[PATCH] Insert random noops to increase security against ROP attacks (llvm)

JF Bastien jfb at chromium.org
Mon Jan 5 20:46:13 PST 2015


I completely agree with Chandler. To go further, I think you're missing the
other randomization mitigations that the UCI folks want to implement
afterwards. Nop insertion was the first they tackled because it seemed
easier than randomizing register allocation. We had a pretty good
discussion on this topic on the mailing list a while back:

http://lists.cs.uiuc.edu/pipermail/llvmdev/2013-August/065153.html


I'm still not sure I understand: do you think this mitigation is useless
when combined with other randomization mitigations?
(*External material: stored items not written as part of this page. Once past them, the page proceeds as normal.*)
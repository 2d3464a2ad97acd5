//! # Committed Updates
//!
//! The closed set of updates the synchronization layer delivers to a
//! participant, each wrapped in a [`TracedUpdate`] carrying the W3C trace
//! context of the request that produced it.
//!
//! ## Update Kinds
//!
//! - **Party management**: `PartyAddedToParticipant`, `PartyAllocationRejected`
//! - **Commands**: `TransactionAccepted`, `CommandRejected`
//! - **Reassignments**: `ReassignmentAccepted` (assign or unassign)
//! - **Topology**: `TopologyTransactionEffective`
//! - **Positions**: `Init`, `SequencerIndexMoved`

use crate::identifiers::{
    ApplicationId, CommandId, ContractId, DomainId, Offset, PackageName, ParticipantId, Party,
    SubmissionId, TemplateId, Timestamp, UpdateId, WorkflowId,
};
use crate::transaction::{CreateNode, Transaction};
use serde::{Deserialize, Serialize};
use std::collections::{BTreeMap, BTreeSet};
use std::time::Duration;
use uuid::Uuid;

// =============================================================================
// POSITION MARKERS
// =============================================================================

/// Position of a confirmation request on a domain.
#[derive(Debug, Clone, Copy, PartialEq, Eq, Serialize, Deserialize)]
pub struct RequestIndex {
    pub counter: u64,
    pub sequencer_counter: Option<u64>,
    pub timestamp: Timestamp,
}

/// Position in a domain's sequencer stream.
#[derive(Debug, Clone, Copy, PartialEq, Eq, Serialize, Deserialize)]
pub struct SequencerIndex {
    pub counter: u64,
    pub timestamp: Timestamp,
}

/// Resumption point on a single domain.
#[derive(Debug, Clone, Copy, Default, PartialEq, Eq, Serialize, Deserialize)]
pub struct DomainIndex {
    pub request_index: Option<RequestIndex>,
    pub sequencer_index: Option<SequencerIndex>,
}

impl DomainIndex {
    pub fn of_request(request_index: RequestIndex) -> Self {
        Self {
            request_index: Some(request_index),
            sequencer_index: None,
        }
    }

    /// Sequencer counter of the underlying request, if it was sequenced.
    pub fn request_sequencer_counter(&self) -> Option<u64> {
        self.request_index.and_then(|index| index.sequencer_counter)
    }
}

// =============================================================================
// COMPLETION INFO
// =============================================================================

/// Window within which a resubmitted command is deduplicated.
#[derive(Debug, Clone, Copy, PartialEq, Eq, Serialize, Deserialize)]
pub enum DeduplicationPeriod {
    /// Deduplicate against everything after this offset.
    Offset(Offset),
    /// Deduplicate against this much wall-clock time.
    Duration(Duration),
}

/// Submission details, present only when this participant hosts the submitter.
#[derive(Debug, Clone, PartialEq, Eq, Serialize, Deserialize)]
pub struct CompletionInfo {
    pub act_as: BTreeSet<Party>,
    pub application_id: ApplicationId,
    pub command_id: CommandId,
    pub optional_deduplication_period: Option<DeduplicationPeriod>,
    pub submission_id: Option<SubmissionId>,
    /// Correlates the completion with an unsequenced submission.
    pub message_uuid: Option<Uuid>,
}

impl CompletionInfo {
    pub fn new(
        act_as: impl IntoIterator<Item = Party>,
        application_id: impl Into<ApplicationId>,
        command_id: impl Into<CommandId>,
    ) -> Self {
        Self {
            act_as: act_as.into_iter().collect(),
            application_id: application_id.into(),
            command_id: command_id.into(),
            optional_deduplication_period: None,
            submission_id: None,
            message_uuid: None,
        }
    }

    pub fn with_deduplication(mut self, period: DeduplicationPeriod) -> Self {
        self.optional_deduplication_period = Some(period);
        self
    }

    pub fn with_submission_id(mut self, submission_id: impl Into<SubmissionId>) -> Self {
        self.submission_id = Some(submission_id.into());
        self
    }

    pub fn with_message_uuid(mut self, message_uuid: Uuid) -> Self {
        self.message_uuid = Some(message_uuid);
        self
    }
}

// =============================================================================
// UPDATE PAYLOADS
// =============================================================================

/// A party was allocated on, or newly hosted by, a participant.
#[derive(Debug, Clone, PartialEq, Eq, Serialize, Deserialize)]
pub struct PartyAddedToParticipant {
    pub party: Party,
    pub display_name: String,
    /// Participant that reported the allocation.
    pub participant_id: ParticipantId,
    pub record_time: Timestamp,
    pub submission_id: Option<SubmissionId>,
}

/// A party allocation request failed.
#[derive(Debug, Clone, PartialEq, Eq, Serialize, Deserialize)]
pub struct PartyAllocationRejected {
    pub submission_id: SubmissionId,
    pub participant_id: ParticipantId,
    pub record_time: Timestamp,
    pub rejection_reason: String,
}

/// Status attached to a command rejection.
#[derive(Debug, Clone, PartialEq, Eq, Serialize, Deserialize)]
pub struct RejectionReason {
    /// gRPC status code.
    pub code: i32,
    pub message: String,
    /// Structured error metadata.
    pub metadata: BTreeMap<String, String>,
}

impl RejectionReason {
    pub fn new(code: i32, message: impl Into<String>) -> Self {
        Self {
            code,
            message: message.into(),
            metadata: BTreeMap::new(),
        }
    }

    pub fn with_metadata(mut self, key: impl Into<String>, value: impl Into<String>) -> Self {
        self.metadata.insert(key.into(), value.into());
        self
    }
}

/// A submitted command was rejected.
#[derive(Debug, Clone, PartialEq, Eq, Serialize, Deserialize)]
pub struct CommandRejected {
    pub record_time: Timestamp,
    pub completion_info: CompletionInfo,
    pub reason: RejectionReason,
    pub domain_id: DomainId,
    /// Absent for rejections of submissions that were never sequenced.
    pub domain_index: Option<DomainIndex>,
}

/// Transaction-level metadata.
#[derive(Debug, Clone, PartialEq, Eq, Serialize, Deserialize)]
pub struct TransactionMetadata {
    pub ledger_effective_time: Timestamp,
    pub workflow_id: Option<WorkflowId>,
    pub submission_time: Timestamp,
}

/// A transaction was committed.
#[derive(Debug, Clone, PartialEq, Eq, Serialize, Deserialize)]
pub struct TransactionAccepted {
    pub completion_info: Option<CompletionInfo>,
    pub transaction_meta: TransactionMetadata,
    pub transaction: Transaction,
    pub update_id: UpdateId,
    pub record_time: Timestamp,
    pub domain_id: DomainId,
    pub domain_index: Option<DomainIndex>,
    /// Driver metadata of the contracts created by this transaction.
    pub contract_metadata: BTreeMap<ContractId, Vec<u8>>,
}

/// Domain-level details shared by both halves of a reassignment.
#[derive(Debug, Clone, PartialEq, Eq, Serialize, Deserialize)]
pub struct ReassignmentInfo {
    pub source_domain: DomainId,
    pub target_domain: DomainId,
    pub submitter: Option<Party>,
    pub reassignment_counter: u64,
    /// Record time of the unassignment; identifies the reassignment.
    pub unassign_id: Timestamp,
}

/// Contract arrives on the target domain.
#[derive(Debug, Clone, PartialEq, Eq, Serialize, Deserialize)]
pub struct Assign {
    pub ledger_effective_time: Timestamp,
    pub create_node: CreateNode,
    pub contract_metadata: Vec<u8>,
}

/// Contract leaves the source domain.
#[derive(Debug, Clone, PartialEq, Eq, Serialize, Deserialize)]
pub struct Unassign {
    pub contract_id: ContractId,
    pub template_id: TemplateId,
    pub package_name: PackageName,
    pub stakeholders: BTreeSet<Party>,
    /// Until this time only the submitter may assign the contract.
    pub assignment_exclusivity: Option<Timestamp>,
}

/// Either half of a reassignment.
#[derive(Debug, Clone, PartialEq, Eq, Serialize, Deserialize)]
pub enum Reassignment {
    Assign(Assign),
    Unassign(Unassign),
}

/// A contract moved between domains.
#[derive(Debug, Clone, PartialEq, Eq, Serialize, Deserialize)]
pub struct ReassignmentAccepted {
    pub completion_info: Option<CompletionInfo>,
    pub workflow_id: Option<WorkflowId>,
    pub update_id: UpdateId,
    pub record_time: Timestamp,
    pub reassignment_info: ReassignmentInfo,
    pub reassignment: Reassignment,
    pub domain_index: Option<DomainIndex>,
}

impl ReassignmentAccepted {
    /// Domain the update was recorded on: the target for an assignment, the
    /// source for an unassignment.
    pub fn domain_id(&self) -> &DomainId {
        match self.reassignment {
            Reassignment::Assign(_) => &self.reassignment_info.target_domain,
            Reassignment::Unassign(_) => &self.reassignment_info.source_domain,
        }
    }
}

/// Hosting permission granted to a participant.
#[derive(Debug, Clone, Copy, PartialEq, Eq, Serialize, Deserialize)]
pub enum AuthorizationLevel {
    Submission,
    Confirmation,
    Observation,
}

/// Change of a party-to-participant hosting relationship.
#[derive(Debug, Clone, Copy, PartialEq, Eq, Serialize, Deserialize)]
pub enum AuthorizationEvent {
    Added(AuthorizationLevel),
    ChangedTo(AuthorizationLevel),
    Revoked,
}

/// A single effect of a topology transaction.
#[derive(Debug, Clone, PartialEq, Eq, Serialize, Deserialize)]
pub enum TopologyEvent {
    PartyToParticipantAuthorization {
        party: Party,
        participant: ParticipantId,
        authorization_event: AuthorizationEvent,
    },
}

/// A topology transaction became effective on a domain.
#[derive(Debug, Clone, PartialEq, Eq, Serialize, Deserialize)]
pub struct TopologyTransactionEffective {
    pub update_id: UpdateId,
    pub events: Vec<TopologyEvent>,
    pub domain_id: DomainId,
    pub effective_time: Timestamp,
    pub domain_index: Option<DomainIndex>,
}

/// The sequencer position advanced without any indexable content.
#[derive(Debug, Clone, PartialEq, Eq, Serialize, Deserialize)]
pub struct SequencerIndexMoved {
    pub domain_id: DomainId,
    pub sequencer_index: SequencerIndex,
    pub request_counter: Option<u64>,
}

// =============================================================================
// UPDATE
// =============================================================================

/// A committed update.
#[derive(Debug, Clone, PartialEq, Eq, Serialize, Deserialize)]
pub enum Update {
    Init { record_time: Timestamp },
    PartyAddedToParticipant(PartyAddedToParticipant),
    PartyAllocationRejected(PartyAllocationRejected),
    CommandRejected(CommandRejected),
    TransactionAccepted(TransactionAccepted),
    ReassignmentAccepted(ReassignmentAccepted),
    TopologyTransactionEffective(TopologyTransactionEffective),
    SequencerIndexMoved(SequencerIndexMoved),
}

impl Update {
    /// Stable name of the update kind, used in logs.
    pub fn kind(&self) -> &'static str {
        match self {
            Update::Init { .. } => "Init",
            Update::PartyAddedToParticipant(_) => "PartyAddedToParticipant",
            Update::PartyAllocationRejected(_) => "PartyAllocationRejected",
            Update::CommandRejected(_) => "CommandRejected",
            Update::TransactionAccepted(_) => "TransactionAccepted",
            Update::ReassignmentAccepted(accepted) => match accepted.reassignment {
                Reassignment::Assign(_) => "ReassignmentAccepted(Assign)",
                Reassignment::Unassign(_) => "ReassignmentAccepted(Unassign)",
            },
            Update::TopologyTransactionEffective(_) => "TopologyTransactionEffective",
            Update::SequencerIndexMoved(_) => "SequencerIndexMoved",
        }
    }

    pub fn record_time(&self) -> Timestamp {
        match self {
            Update::Init { record_time } => *record_time,
            Update::PartyAddedToParticipant(update) => update.record_time,
            Update::PartyAllocationRejected(update) => update.record_time,
            Update::CommandRejected(update) => update.record_time,
            Update::TransactionAccepted(update) => update.record_time,
            Update::ReassignmentAccepted(update) => update.record_time,
            Update::TopologyTransactionEffective(update) => update.effective_time,
            Update::SequencerIndexMoved(update) => update.sequencer_index.timestamp,
        }
    }

    /// Domain the update was recorded on, if it belongs to one.
    pub fn domain_id(&self) -> Option<&DomainId> {
        match self {
            Update::Init { .. }
            | Update::PartyAddedToParticipant(_)
            | Update::PartyAllocationRejected(_) => None,
            Update::CommandRejected(update) => Some(&update.domain_id),
            Update::TransactionAccepted(update) => Some(&update.domain_id),
            Update::ReassignmentAccepted(update) => Some(update.domain_id()),
            Update::TopologyTransactionEffective(update) => Some(&update.domain_id),
            Update::SequencerIndexMoved(update) => Some(&update.domain_id),
        }
    }
}

/// W3C trace context propagated with an update.
#[derive(Debug, Clone, Default, PartialEq, Eq, Serialize, Deserialize)]
pub struct TraceContext {
    pub traceparent: Option<String>,
    pub tracestate: Option<String>,
}

impl TraceContext {
    pub fn empty() -> Self {
        Self::default()
    }

    pub fn with_traceparent(traceparent: impl Into<String>) -> Self {
        Self {
            traceparent: Some(traceparent.into()),
            tracestate: None,
        }
    }
}

/// An update together with its trace context.
#[derive(Debug, Clone, PartialEq, Eq, Serialize, Deserialize)]
pub struct TracedUpdate {
    pub update: Update,
    pub trace_context: TraceContext,
}

impl TracedUpdate {
    pub fn new(update: Update, trace_context: TraceContext) -> Self {
        Self {
            update,
            trace_context,
        }
    }

    /// Wrap an update with an empty trace context.
    pub fn untraced(update: Update) -> Self {
        Self::new(update, TraceContext::empty())
    }
}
On Mon, Jan 5, 2015 at 8:40 PM, Chandler Carruth <chandlerc at google.com>
wrote:

>
> On Mon, Jan 5, 2015 at 8:27 PM, PaX Team <pageexec at gmail.com> wrote:
>
>> what i question is whether this 'harder' property exists
>> at all, and even if it does, in what situation it holds exactly.
>>
>
> You have already stated at least one circumstance where it exists: where
> things are not restartable (above some limit) or where the other
> requirements of BROP aren't satisfied.
>
> I don't understand why we shouldn't add a nice, working mitigation
> strategy that at least some security folks have found value in to the set
> of tools available with the compiler. We're not talking about a massive
> and/or invasive pile of code that will be a terrible burden to maintain
> over time. I also don't see why we should reject this form of diversified
> binary production because there might some day be a contribution of a
> better strategy. That sounds like perfection being the enemy of the good
> here.
>
> Again, we are a tools vendor. We don't need to refuse to support some
> security technique merely because it has weaknesses or limits on its
> utility. Provided the utility is not zero (and empirically it isn't as some
> have invested quite some time in producing it, so they see non-zero
> utility), it doesn't seem unreasonable to accept this kind of code.
>
> You might argue that it would be a burden for us (the LLVM developers) to
> maintain and support the code that out strips the utility it provides, but
> there are a few LLVM contributors who have worked to support this code
> already, so that seems unlikely to be a concern.